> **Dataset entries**
//! # Topology Diagram
//!
//! An interactive, physically simulated network topology diagram. Devices and subnets are laid
//! out by a force simulation, clustered into groups whose boxes push each other apart, and can
//! be drilled into: a device opens a radial view of its neighbours, a subnet opens a view of its
//! members with outside neighbours pinned around it.
//!
//! ## Features
//! - Force layout with link, charge, centering and cluster forces
//! - Group boxes kept apart by a quadtree-accelerated rectangle collision force
//! - Drag to rearrange nodes and groups; Shift+click to drill down or focus a group
//! - Layer stack with fade transitions and a back action
//! - Pan, zoom, search and persisted layouts
//!
//! The engine is independent of the window: [`Diagram`] drives any [`RenderSurface`] and reads
//! payloads from any [`DataSource`].

#![deny(unsafe_code)]

pub mod constants;
pub mod data;
pub mod diagram;
pub mod drill_down;
pub mod error;
pub mod gesture;
pub mod grouping;
pub mod layers;
pub mod persistence;
pub mod render;
pub mod settings;
pub mod simulation;
pub mod types;
pub mod viewport;

mod demo;
mod ui;

// Re-export the public surface
pub use data::{DataSource, JsonDirectorySource, Query, StaticSource};
pub use diagram::{Diagram, DiagramState, Subscription};
pub use error::{DiagramError, Result};
pub use gesture::GestureContext;
pub use layers::{Layer, LayerKey, LayerKind, LayerStack};
pub use persistence::{KeyValueStore, LayoutStore, MemoryStore, Store};
pub use render::{RecordingSurface, RenderSurface};
pub use settings::{Settings, SettingsPatch};
pub use types::*;
pub use ui::AppConfig;
use ui::TopologyApp;

/// Runs the topology viewer, taking an optional payload directory from the command line.
///
/// # Returns
///
/// Returns `Ok(())` if the application runs successfully, or an `eframe::Error` if
/// initialization fails.
///
/// # Example
///
/// ```no_run
/// use topology_diagram::run_app;
///
/// fn main() -> Result<(), eframe::Error> {
///     run_app()
/// }
/// ```
pub fn run_app() -> std::result::Result<(), eframe::Error> {
    run_app_with(AppConfig::from_args())
}

/// Runs the topology viewer with explicit startup options.
pub fn run_app_with(config: AppConfig) -> std::result::Result<(), eframe::Error> {
    let options = eframe::NativeOptions::default();
    eframe::run_native(
        "Topology Diagram",
        options,
        Box::new(move |cc| Ok(Box::new(TopologyApp::new(cc, config)?))),
    )
}

#[cfg(test)]
mod tests {
    use super::*;

    #[test]
    fn test_settings_default() {
        let settings = Settings::default();
        assert!(settings.grouping);
        assert!(!settings.toolbar);
        assert_eq!(settings.scale_extent(), (0.1, 8.0));
    }

    #[test]
    fn test_transform_round_trip() {
        let transform = Transform::new(10.0, 20.0, 2.0);
        let world = eframe::egui::pos2(3.0, 4.0);
        assert_eq!(transform.invert(transform.apply(world)), world);
    }
}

> **Exercise aim**
What is needed is a copy of every line above in which "layers" appears.

> **Result of the task**
pub mod layers;
pub use layers::{Layer, LayerKey, LayerKind, LayerStack};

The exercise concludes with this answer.